Denn tiefer ist sportlich, höher ist Krieg. Und nein, es geht nicht um den üblichen Bürgeraufstand, in den sich die geistigen Tiefflüge wohlstandsverwahrloster Bumsbirnen einpassen. Es ist der im öffentlichen Verkehr ausgetragene Krieg um die gesellschaftliche Dominanz einer Kaste, die sich die Erde aus Gewohnheit untertan macht. Diese soziale Zusammenrottung karrt selbst den Nachwuchs in die Kita, obwohl er ihnen in Bezug auf den Klimawandel reißpiepenegal ist. Das bei Kerzenbeleuchtung einsetzende Gewissen, den Schadstoffausstoß auf olympischem Niveau forciert zu haben, wird mit der Pinkeltaste ausgeglichen, gerne auch auf der Kreuzfahrt. Ansonsten aber bekennt sich der Realitätsallergiker frohgemut zur nationalen Variante seines Verfassungszusatzes, der ihm das offene Tragen von Waffen gestattet – das Wettrüsten der Klötenkönige ist in vollem Gange, und mit dem Argument, höher zu sitzen und den immer aggressiveren Verkehr besser zu beobachten, kaufen die Ichlinge einen Citytraktor nach dem anderen, wohl wissend, das der Markt sich nach den Gesetzen von Dummheit und klassischer Mechanik nicht nur sättigt, sondern auch ausgleicht. Jetzt ist noch möglich, Fußgänger mit Kinderwagen und Radfahrer vom Hochsitz schneidig zu übersehen, mit vollem Stoßgewicht an parkende Kleinwagen zu quetschen und vom Asphalt zu radieren. Doch das Fenster schließt sich jäh, mit steigendem Anteil von Kampfpanzern in Metallic wächst auch proportional die Wahrscheinlichkeit, selbst eine Elefantiasis auf Rädern ungebremst in die Flanke zu kriegen, wo Beten besser hilft als ein Seitenaufprallschutz. Aber Newton betet nicht mehr, und wer in Quarta seine Physikstunden mit Schundheftchen unter der Bank zugebracht hat, der lernt es eben jetzt.

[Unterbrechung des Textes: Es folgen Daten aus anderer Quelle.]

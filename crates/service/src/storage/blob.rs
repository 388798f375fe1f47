use async_trait::async_trait;
use thiserror::Error;

#[derive(Debug, Error)]
pub enum BlobError {
    #[error("i/o error: {0}")]
    Io(#[from] std::io::Error),
    #[error("storage backend unavailable: {0}")]
    Unavailable(String),
}

/// Key/value object storage holding opaque named blobs.
///
/// `fetch` distinguishes "key does not exist" (`Ok(None)`) from backend
/// failure; a missing key is a normal condition for a store that has never
/// persisted anything. `put` overwrites the blob in full.
#[async_trait]
pub trait BlobStore: Send + Sync {
    async fn fetch(&self, key: &str) -> Result<Option<Vec<u8>>, BlobError>;
    async fn put(&self, key: &str, bytes: Vec<u8>) -> Result<(), BlobError>;
}
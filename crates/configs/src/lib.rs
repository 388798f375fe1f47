use anyhow::anyhow;
use anyhow::Result;
use serde::Deserialize;

#[derive(Debug, Clone, Deserialize, Default)]
pub struct AppConfig {
    #[serde(default)]
    pub server: ServerConfig,
    #[serde(default)]
    pub storage: StorageConfig,
}

#[derive(Debug, Clone, Deserialize)]
pub struct ServerConfig {
    pub host: String,
    pub port: u16,
    #[serde(default)]
    pub worker_threads: Option<usize>,
}

impl Default for ServerConfig {
    fn default() -> Self {
        Self { host: "127.0.0.1".into(), port: 8000, worker_threads: Some(4) }
    }
}

/// Where the book blob lives: a data directory and the key (file name)
/// of the serialized collection inside it.
#[derive(Debug, Clone, Deserialize)]
pub struct StorageConfig {
    #[serde(default = "default_data_dir")]
    pub data_dir: String,
    #[serde(default = "default_books_key")]
    pub books_key: String,
}

impl Default for StorageConfig {
    fn default() -> Self {
        Self { data_dir: default_data_dir(), books_key: default_books_key() }
    }
}

fn default_data_dir() -> String { "data".to_string() }
fn default_books_key() -> String { "books.json".to_string() }

pub fn load_default() -> Result<AppConfig> {
    let path = std::env::var("CONFIG_PATH").unwrap_or_else(|_| "config.toml".to_string());
    load_from_file(&path)
}

pub fn load_from_file(path: &str) -> Result<AppConfig> {
    let content = std::fs::read_to_string(path)?;
    let cfg: AppConfig = toml::from_str(&content)?;
    Ok(cfg)
}

impl AppConfig {
    pub fn load_and_validate() -> Result<Self> {
        let mut cfg = load_default()?;
        cfg.normalize_and_validate()?;
        Ok(cfg)
    }

    pub fn normalize_and_validate(&mut self) -> Result<()> {
        self.server.normalize()?;
        self.storage.normalize_from_env();
        self.storage.validate()?;
        Ok(())
    }
}

impl ServerConfig {
    fn normalize(&mut self) -> Result<()> {
        if self.host.trim().is_empty() {
            self.host = "127.0.0.1".to_string();
        }
        if self.port == 0 {
            return Err(anyhow!("server.port must be non-zero"));
        }
        if let Some(w) = self.worker_threads {
            if w == 0 {
                self.worker_threads = Some(4);
            }
        } else {
            self.worker_threads = Some(4);
        }
        Ok(())
    }
}

impl StorageConfig {
    /// Fill blank fields from the environment before falling back to the
    /// built-in defaults.
    pub fn normalize_from_env(&mut self) {
        if self.data_dir.trim().is_empty() {
            self.data_dir = std::env::var("BOOKS_DATA_DIR").unwrap_or_else(|_| default_data_dir());
        }
        if self.books_key.trim().is_empty() {
            self.books_key = std::env::var("BOOKS_KEY").unwrap_or_else(|_| default_books_key());
        }
    }

    pub fn validate(&self) -> Result<()> {
        if self.books_key.trim().is_empty() {
            return Err(anyhow!("storage.books_key must not be empty"));
        }
        if self.books_key.contains("..") {
            return Err(anyhow!("storage.books_key must not traverse outside the data directory"));
        }
        Ok(())
    }
}
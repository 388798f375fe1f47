use axum::{
    extract::{Path, Query, State},
    Json,
};
use serde::Deserialize;
use tracing::info;

use service::books::{Book, BookDraft};

use crate::errors::JsonApiError;
use crate::routes::ServerState;

#[derive(Debug, Deserialize, utoipa::IntoParams)]
pub struct BookIdQuery {
    pub book_id: String,
}

#[utoipa::path(
    get, path = "/books", tag = "books",
    responses((status = 200, description = "All books in insertion order"))
)]
pub async fn list_books(State(state): State<ServerState>) -> Json<Vec<Book>> {
    let books = state.store.get_all_books().await;
    info!(count = books.len(), "list books");
    Json(books)
}

#[utoipa::path(
    get, path = "/random-book", tag = "books",
    responses(
        (status = 200, description = "A randomly picked book"),
        (status = 404, description = "The collection is empty")
    )
)]
pub async fn random_book(State(state): State<ServerState>) -> Result<Json<Book>, JsonApiError> {
    let book = state.store.random_book().await?;
    Ok(Json(book))
}

#[utoipa::path(
    get, path = "/books-by-index/{index}", tag = "books",
    params(("index" = usize, Path, description = "Zero-based insertion index")),
    responses(
        (status = 200, description = "The book at the index"),
        (status = 404, description = "Index out of range")
    )
)]
pub async fn book_by_index(
    State(state): State<ServerState>,
    Path(index): Path<usize>,
) -> Result<Json<Book>, JsonApiError> {
    let book = state.store.get_book_by_index(index).await?;
    Ok(Json(book))
}

#[utoipa::path(
    get, path = "/book-by-id", tag = "books",
    params(BookIdQuery),
    responses(
        (status = 200, description = "The book with the given id"),
        (status = 404, description = "Unknown book id")
    )
)]
pub async fn book_by_id(
    State(state): State<ServerState>,
    Query(q): Query<BookIdQuery>,
) -> Result<Json<Book>, JsonApiError> {
    let book = state.store.get_book_by_id(&q.book_id).await?;
    Ok(Json(book))
}

#[utoipa::path(
    post, path = "/add-book", tag = "books",
    request_body = crate::openapi::BookDraftDoc,
    responses(
        (status = 200, description = "Created; body carries the new id"),
        (status = 422, description = "Missing field or unknown genre")
    )
)]
pub async fn add_book(
    State(state): State<ServerState>,
    Json(draft): Json<BookDraft>,
) -> Result<Json<serde_json::Value>, JsonApiError> {
    let book_id = state.store.add_book(draft).await?;
    Ok(Json(serde_json::json!({ "book-id": book_id })))
}

#[utoipa::path(
    post, path = "/update-book/{book_id}", tag = "books",
    params(("book_id" = String, Path, description = "Id of the book to replace")),
    request_body = crate::openapi::BookDraftDoc,
    responses(
        (status = 200, description = "Replaced; body carries the book and its id"),
        (status = 404, description = "Unknown book id"),
        (status = 422, description = "Missing field or unknown genre")
    )
)]
pub async fn update_book(
    State(state): State<ServerState>,
    Path(book_id): Path<String>,
    Json(draft): Json<BookDraft>,
) -> Result<Json<serde_json::Value>, JsonApiError> {
    let book = state.store.update_book(&book_id, draft).await?;
    Ok(Json(serde_json::json!({ "book": book, "book-id": book_id })))
}

#[utoipa::path(
    delete, path = "/delete-book", tag = "books",
    params(BookIdQuery),
    responses(
        (status = 200, description = "Deleted"),
        (status = 404, description = "Unknown book id")
    )
)]
pub async fn delete_book(
    State(state): State<ServerState>,
    Query(q): Query<BookIdQuery>,
) -> Result<Json<serde_json::Value>, JsonApiError> {
    state.store.delete_book(&q.book_id).await?;
    Ok(Json(serde_json::json!({ "message": "The book has been deleted" })))
}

Es funktioniert wie mit Schusswaffen; sobald jeder eine trägt, nivelliert sich die Gefahr, allerdings auf einem erheblich höheren Niveau. Sinkt auch die Notwendigkeit, die eigene Knarre einzusetzen, um eine zünftige Schießerei anzuzetteln, irgendeiner hat seine Wumme schon dabei und kriegt schnell nervöse Finger. Je mehr naturverbundene Bürger in der Fußgängerzone jetzt noch eine Jagdwaffe mit sich führen müssen, ist eine Frage der Zeit – die bürgerliche Freiheit kennt ja keine Grenzen. Was den Verkehr betrifft, können alle, die die Ballerei überlebt haben, fortan gemütlich im Omnibus durch die City schaukeln. Der Komfort ist eins, aber man sitzt dort noch viel höher. Und darauf, wir glauben es ihnen, kommt es ja bei der inneren Sicherheit an.